*** DATASET EXCERPTS

//! Graph storage for image histories: merge-on-insert, history assembly and
//! the maintenance passes run before display.
//!
//! # Overview
//!
//! [`HistoryGraphData`] wraps a [`PropertyGraph`] of [`HistoryVertex`] and
//! [`HistoryEdge`] payloads. Vertices are never created blindly: every
//! insertion first tries to find an existing vertex for the identity (see
//! [`HistoryGraphData::add_vertex_for_key`]) and unions the new data into
//! it.
//!
//! ## Edge direction
//!
//! Callers describe edges as "newer derives from older" through
//! [`HistoryGraphData::connect`]. The stored direction follows the graph's
//! [`Orientation`]: with `ChildToParent` (the default) the edge runs
//! `newer → older`, with `ParentToChild` it runs `older → newer`.

#![allow(clippy::module_name_repetitions)]

use std::collections::BTreeSet;

use lineage_graph::{Adjacency, CopyFlags, EdgeId, Orientation, PropertyGraph, VertexId};
use tracing::{debug, instrument, warn};

use super::{HistoryEdge, HistoryEntry, HistoryVertex};
use crate::action::FilterAction;
use crate::catalog::{IdentityResolver, RecordStore};
use crate::identity::{IdentityKey, ImageId, MatchCriterion};
use crate::record::{ImageRecord, RelationPair};

// ---------------------------------------------------------------------------
// Reports
// ---------------------------------------------------------------------------

/// An edge dropped by [`HistoryGraphData::reduce_edges`] although it carried
/// actions. The actions are lost from the graph.
#[derive(Debug, Clone, PartialEq)]
pub struct ReductionConflict {
    pub source: VertexId,
    pub target: VertexId,
    pub actions: Vec<FilterAction>,
}

/// Outcome of [`HistoryGraphData::reduce_edges`].
#[derive(Debug, Clone, Default, PartialEq)]
pub struct ReductionReport {
    /// `false` when the graph had a cycle and was left untouched.
    pub applied: bool,
    pub removed: usize,
    pub conflicts: Vec<ReductionConflict>,
}

/// The newest state of a linear history, appended after its entries.
#[derive(Debug, Clone, Copy)]
pub enum HistorySubject<'a> {
    None,
    Key(&'a IdentityKey),
    Record(ImageId),
}

// ---------------------------------------------------------------------------
// HistoryGraphData
// ---------------------------------------------------------------------------

#[derive(Debug, Clone)]
pub struct HistoryGraphData {
    graph: PropertyGraph<HistoryVertex, HistoryEdge>,
}

impl Default for HistoryGraphData {
    fn default() -> Self {
        Self::new(Orientation::ChildToParent)
    }
}
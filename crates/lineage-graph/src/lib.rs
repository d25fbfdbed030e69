#![forbid(unsafe_code)]
//! lineage-graph library.
//!
//! A small directed graph that stores an arbitrary property payload per
//! vertex and per edge, plus the algorithm suite the history engine needs:
//! transitive closure and reduction, topological sorting, unit-weight
//! shortest/longest paths, dominator trees and deterministic display
//! orderings.
//!
//! # Conventions
//!
//! - **Ids**: [`VertexId`] and [`EdgeId`] stay valid across removals of
//!   other vertices and edges.
//! - **Failure signals**: algorithms that need a DAG return an empty or
//!   sentinel result on cyclic input. They never panic.
//! - **Errors**: [`GraphError`] only for caller-supplied ids that do not
//!   exist.
//! - **Logging**: `tracing` macros.

pub mod algo;
pub mod error;
pub mod graph;
pub mod render;

pub use algo::dominators::DominatorTree;
pub use algo::closure::{CopyFlags, Reduction};
pub use error::GraphError;
pub use graph::{Adjacency, EdgeId, Orientation, PropertyGraph, VertexId};
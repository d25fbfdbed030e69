use std::path::Path;

use anyhow::{Context, Result};
use lineage_graph::Orientation;
use serde::{Deserialize, Serialize};

use crate::error::HistoryError;

#[derive(Debug, Clone, PartialEq, Eq, Serialize, Deserialize)]
pub struct HistoryConfig {
    #[serde(default = "default_orientation")]
    pub orientation: Orientation,
    #[serde(default)]
    pub display: DisplayConfig,
    #[serde(default)]
    pub loading: LoadingConfig,
}

impl Default for HistoryConfig {
    fn default() -> Self {
        Self {
            orientation: default_orientation(),
            display: DisplayConfig::default(),
            loading: LoadingConfig::default(),
        }
    }
}

/// Steps of `prepare_for_display`.
#[derive(Debug, Clone, Copy, PartialEq, Eq, Serialize, Deserialize)]
pub struct DisplayConfig {
    #[serde(default = "default_true")]
    pub reduce_edges: bool,
    #[serde(default = "default_true")]
    pub drop_unresolved: bool,
    #[serde(default = "default_true")]
    pub sort_for_info: bool,
}

impl Default for DisplayConfig {
    fn default() -> Self {
        Self {
            reduce_edges: default_true(),
            drop_unresolved: default_true(),
            sort_for_info: default_true(),
        }
    }
}

/// What `ImageHistoryGraph::from_record` pulls from the catalog.
#[derive(Debug, Clone, Copy, PartialEq, Eq, Serialize, Deserialize)]
pub struct LoadingConfig {
    #[serde(default = "default_true")]
    pub relation_cloud: bool,
    #[serde(default = "default_true")]
    pub subject_history: bool,
    #[serde(default = "default_true")]
    pub leaves_history: bool,
}

impl Default for LoadingConfig {
    fn default() -> Self {
        Self {
            relation_cloud: default_true(),
            subject_history: default_true(),
            leaves_history: default_true(),
        }
    }
}

/// Read `path`, or return defaults if it does not exist.
///
/// # Errors
///
/// [`HistoryError::Config`] if the file cannot be read or parsed.
pub fn load_config(path: &Path) -> Result<HistoryConfig, HistoryError> {
    read_config(path).map_err(HistoryError::Config)
}

/// Read `<config_dir>/lineage/config.toml`, or return defaults.
///
/// # Errors
///
/// [`HistoryError::Config`] if the file exists but is malformed.
pub fn load_user_config() -> Result<HistoryConfig, HistoryError> {
    let Some(config_dir) = dirs::config_dir() else {
        return Ok(HistoryConfig::default());
    };
    load_config(&config_dir.join("lineage/config.toml"))
}

fn read_config(path: &Path) -> Result<HistoryConfig> {
    if !path.exists() {
        return Ok(HistoryConfig::default());
    }

    let content =
        std::fs::read_to_string(path).with_context(|| format!("Failed to read {}", path.display()))?;

    toml::from_str::<HistoryConfig>(&content).with_context(|| format!("Failed to parse {}", path.display()))
}

const fn default_true() -> bool {
    true
}

const fn default_orientation() -> Orientation {
    Orientation::ChildToParent
}

#[cfg(test)]
mod tests {
    use super::*;

    #[test]
    fn missing_config_uses_defaults() {
        let dir = tempfile::tempdir().expect("temp dir");
        let cfg = load_config(&dir.path().join("config.toml")).expect("load should succeed");
        assert_eq!(cfg, HistoryConfig::default());
        assert_eq!(cfg.orientation, Orientation::ChildToParent);
        assert!(cfg.display.reduce_edges);
        assert!(cfg.loading.leaves_history);
    }

    #[test]
    fn partial_config_keeps_other_defaults() {
        let dir = tempfile::tempdir().expect("temp dir");
        let path = dir.path().join("config.toml");
        std::fs::write(
            &path,
            r#"
orientation = "parent-to-child"

[display]
drop_unresolved = false

[loading]
relation_cloud = false
"#,
        )
        .expect("write config");

        let cfg = load_config(&path).expect("load should succeed");
        assert_eq!(cfg.orientation, Orientation::ParentToChild);
        assert!(cfg.display.reduce_edges);
        assert!(!cfg.display.drop_unresolved);
        assert!(cfg.display.sort_for_info);
        assert!(!cfg.loading.relation_cloud);
        assert!(cfg.loading.subject_history);
    }

    #[test]
    fn malformed_config_reports_path() {
        let dir = tempfile::tempdir().expect("temp dir");
        let path = dir.path().join("config.toml");
        std::fs::write(&path, "orientation = sideways").expect("write config");

        let err = load_config(&path).expect_err("parse should fail");
        assert_eq!(err.code(), "E1002");
        assert!(err.to_string().contains("Failed to parse"));
        assert!(err.to_string().contains("config.toml"));
    }

    #[test]
    fn round_trips_through_toml() {
        let cfg = HistoryConfig::default();
        let text = toml::to_string(&cfg).expect("serialize");
        assert!(text.contains("orientation = \"child-to-parent\""));
        let back: HistoryConfig = toml::from_str(&text).expect("parse");
        assert_eq!(back, cfg);
    }
}
//! Resolved image records and the relation-pair interchange shape.

use std::cmp::Ordering;
use std::hash::{Hash, Hasher};

use chrono::{DateTime, Utc};
use serde::{Deserialize, Serialize};

use crate::identity::{IdentityKey, ImageId};

/// An image that currently exists in the application's database.
///
/// Two records are equal when their ids are equal; the other fields are
/// descriptive and only feed [`crate::history::proximity`].
#[derive(Debug, Clone, Serialize, Deserialize)]
pub struct ImageRecord {
    pub id: ImageId,
    #[serde(default, skip_serializing_if = "Option::is_none")]
    pub uuid: Option<String>,
    #[serde(default, skip_serializing_if = "Option::is_none")]
    pub album_id: Option<i64>,
    /// Collection root the album lives under.
    #[serde(default, skip_serializing_if = "Option::is_none")]
    pub album_root_id: Option<i64>,
    #[serde(default, skip_serializing_if = "Option::is_none")]
    pub modified: Option<DateTime<Utc>>,
    /// Directory containing the file.
    pub file_path: String,
    pub file_name: String,
}

impl ImageRecord {
    #[must_use]
    pub fn new(id: ImageId, file_path: impl Into<String>, file_name: impl Into<String>) -> Self {
        Self {
            id,
            uuid: None,
            album_id: None,
            album_root_id: None,
            modified: None,
            file_path: file_path.into(),
            file_name: file_name.into(),
        }
    }

    #[must_use]
    pub fn with_uuid(mut self, uuid: impl Into<String>) -> Self {
        self.uuid = Some(uuid.into());
        self
    }

    #[must_use]
    pub const fn in_album(mut self, album_root_id: i64, album_id: i64) -> Self {
        self.album_root_id = Some(album_root_id);
        self.album_id = Some(album_id);
        self
    }

    #[must_use]
    pub const fn modified_at(mut self, modified: DateTime<Utc>) -> Self {
        self.modified = Some(modified);
        self
    }

    /// Identity key describing this record, as a history would store it.
    #[must_use]
    pub fn identity(&self) -> IdentityKey {
        let mut key = IdentityKey::default().with_location(&self.file_path, &self.file_name);
        key.uuid.clone_from(&self.uuid);
        key
    }
}

impl PartialEq for ImageRecord {
    fn eq(&self, other: &Self) -> bool {
        self.id == other.id
    }
}

impl Eq for ImageRecord {}

impl Hash for ImageRecord {
    fn hash<H: Hasher>(&self, state: &mut H) {
        self.id.hash(state);
    }
}

impl PartialOrd for ImageRecord {
    fn partial_cmp(&self, other: &Self) -> Option<Ordering> {
        Some(self.cmp(other))
    }
}

impl Ord for ImageRecord {
    fn cmp(&self, other: &Self) -> Ordering {
        self.id.cmp(&other.id)
    }
}

/// "`subject` is derived from `object`".
#[derive(Debug, Clone, Copy, PartialEq, Eq, Hash, PartialOrd, Ord, Serialize, Deserialize)]
pub struct RelationPair {
    pub subject: ImageId,
    pub object: ImageId,
}

impl RelationPair {
    #[must_use]
    pub const fn derived_from(subject: ImageId, object: ImageId) -> Self {
        Self { subject, object }
    }

    #[must_use]
    pub fn is_self_reference(&self) -> bool {
        self.subject == self.object
    }
}

#[cfg(test)]
mod tests {
    use super::*;

    #[test]
    fn equality_is_by_id() {
        let a = ImageRecord::new(ImageId(1), "/x", "a.jpg");
        let b = ImageRecord::new(ImageId(1), "/y", "b.jpg").in_album(1, 2);
        assert_eq!(a, b);
        assert_ne!(a, ImageRecord::new(ImageId(2), "/x", "a.jpg"));
    }

    #[test]
    fn identity_carries_uuid_and_location() {
        let key = ImageRecord::new(ImageId(1), "/x", "a.jpg")
            .with_uuid("u")
            .identity();
        assert_eq!(key.uuid.as_deref(), Some("u"));
        assert_eq!(key.full_path().as_deref(), Some("/x/a.jpg"));
    }

    #[test]
    fn self_reference() {
        assert!(RelationPair::derived_from(ImageId(3), ImageId(3)).is_self_reference());
        assert!(!RelationPair::derived_from(ImageId(3), ImageId(4)).is_self_reference());
    }
}
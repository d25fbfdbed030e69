//! Collaborator interfaces the engine consumes, and an in-memory catalog.
//!
//! The history engine never touches storage itself. It asks:
//!
//! - an [`IdentityResolver`] which existing records an identity key denotes,
//! - a [`RecordStore`] for the record behind an id,
//! - a [`HistoryReader`] for the history persisted with a record,
//! - a [`RelationReader`] for the relation cloud persisted around a record.
//!
//! [`ImageCatalog`] bundles all four and is implemented automatically.

use std::collections::{BTreeMap, BTreeSet, VecDeque};

use tracing::debug;

use crate::history::HistoryEntry;
use crate::identity::{IdentityKey, ImageId};
use crate::record::{ImageRecord, RelationPair};

pub trait IdentityResolver {
    /// Ids of existing records the key refers to, possibly none.
    fn resolve(&self, key: &IdentityKey) -> Vec<ImageId>;
}

pub trait RecordStore {
    fn record(&self, id: ImageId) -> Option<ImageRecord>;
}

pub trait HistoryReader {
    /// Stored history of `id`, oldest entry first. Empty when none was saved.
    fn stored_history(&self, id: ImageId) -> Vec<HistoryEntry>;
}

pub trait RelationReader {
    /// Every persisted relation in the connected cloud around `id`.
    fn stored_relations(&self, id: ImageId) -> Vec<RelationPair>;
}

/// All collaborator roles at once.
pub trait ImageCatalog: IdentityResolver + RecordStore + HistoryReader + RelationReader {}

impl<T> ImageCatalog for T where T: IdentityResolver + RecordStore + HistoryReader + RelationReader + ?Sized {}

// ---------------------------------------------------------------------------
// MemoryCatalog
// ---------------------------------------------------------------------------

/// Catalog held entirely in memory.
#[derive(Debug, Clone, Default)]
pub struct MemoryCatalog {
    records: BTreeMap<ImageId, ImageRecord>,
    identities: BTreeMap<ImageId, Vec<IdentityKey>>,
    histories: BTreeMap<ImageId, Vec<HistoryEntry>>,
    relations: BTreeSet<RelationPair>,
}

impl MemoryCatalog {
    #[must_use]
    pub fn new() -> Self {
        Self::default()
    }

    /// Register a record. It answers to its own [`ImageRecord::identity`]
    /// and to every key in `aliases`.
    pub fn insert_record(&mut self, record: ImageRecord, aliases: impl IntoIterator<Item = IdentityKey>) {
        let id = record.id;
        let mut keys = vec![record.identity()];
        keys.extend(aliases);
        self.identities.insert(id, keys);
        self.records.insert(id, record);
    }

    pub fn set_history(&mut self, id: ImageId, entries: Vec<HistoryEntry>) {
        self.histories.insert(id, entries);
    }

    pub fn add_relation(&mut self, pair: RelationPair) {
        self.relations.insert(pair);
    }

    /// Replace every persisted relation touching the ids in `pairs` with
    /// `pairs`, the way a simplified relation cloud is written back.
    pub fn store_relation_cloud(&mut self, pairs: &[RelationPair]) {
        let touched: BTreeSet<ImageId> = pairs.iter().flat_map(|p| [p.subject, p.object]).collect();
        self.relations
            .retain(|p| !touched.contains(&p.subject) && !touched.contains(&p.object));
        self.relations.extend(pairs.iter().copied());
        debug!(stored = pairs.len(), "relation cloud stored");
    }

    #[must_use]
    pub fn relations(&self) -> Vec<RelationPair> {
        self.relations.iter().copied().collect()
    }

    #[must_use]
    pub fn len(&self) -> usize {
        self.records.len()
    }

    #[must_use]
    pub fn is_empty(&self) -> bool {
        self.records.is_empty()
    }
}

impl IdentityResolver for MemoryCatalog {
    fn resolve(&self, key: &IdentityKey) -> Vec<ImageId> {
        self.identities
            .iter()
            .filter(|(_, keys)| keys.iter().any(|k| k.matches(key).is_some()))
            .map(|(&id, _)| id)
            .collect()
    }
}

impl RecordStore for MemoryCatalog {
    fn record(&self, id: ImageId) -> Option<ImageRecord> {
        self.records.get(&id).cloned()
    }
}

impl HistoryReader for MemoryCatalog {
    fn stored_history(&self, id: ImageId) -> Vec<HistoryEntry> {
        self.histories.get(&id).cloned().unwrap_or_default()
    }
}

impl RelationReader for MemoryCatalog {
    fn stored_relations(&self, id: ImageId) -> Vec<RelationPair> {
        let mut seen: BTreeSet<ImageId> = BTreeSet::from([id]);
        let mut queue = VecDeque::from([id]);
        let mut cloud: BTreeSet<RelationPair> = BTreeSet::new();
        while let Some(current) = queue.pop_front() {
            for pair in self
                .relations
                .iter()
                .filter(|p| p.subject == current || p.object == current)
            {
                cloud.insert(*pair);
                for other in [pair.subject, pair.object] {
                    if seen.insert(other) {
                        queue.push_back(other);
                    }
                }
            }
        }
        cloud.into_iter().collect()
    }
}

******

YOUR TASK:
Your response should hold the lines from the first line of the entries above through the line with "use crate::action::FilterAction;", each retyped exactly, and nothing else.

ANSWER TO THIS PROBLEM:
//! Graph storage for image histories: merge-on-insert, history assembly and
//! the maintenance passes run before display.
//!
//! # Overview
//!
//! [`HistoryGraphData`] wraps a [`PropertyGraph`] of [`HistoryVertex`] and
//! [`HistoryEdge`] payloads. Vertices are never created blindly: every
//! insertion first tries to find an existing vertex for the identity (see
//! [`HistoryGraphData::add_vertex_for_key`]) and unions the new data into
//! it.
//!
//! ## Edge direction
//!
//! Callers describe edges as "newer derives from older" through
//! [`HistoryGraphData::connect`]. The stored direction follows the graph's
//! [`Orientation`]: with `ChildToParent` (the default) the edge runs
//! `newer → older`, with `ParentToChild` it runs `older → newer`.

#![allow(clippy::module_name_repetitions)]

use std::collections::BTreeSet;

use lineage_graph::{Adjacency, CopyFlags, EdgeId, Orientation, PropertyGraph, VertexId};
use tracing::{debug, instrument, warn};

use super::{HistoryEdge, HistoryEntry, HistoryVertex};
use crate::action::FilterAction;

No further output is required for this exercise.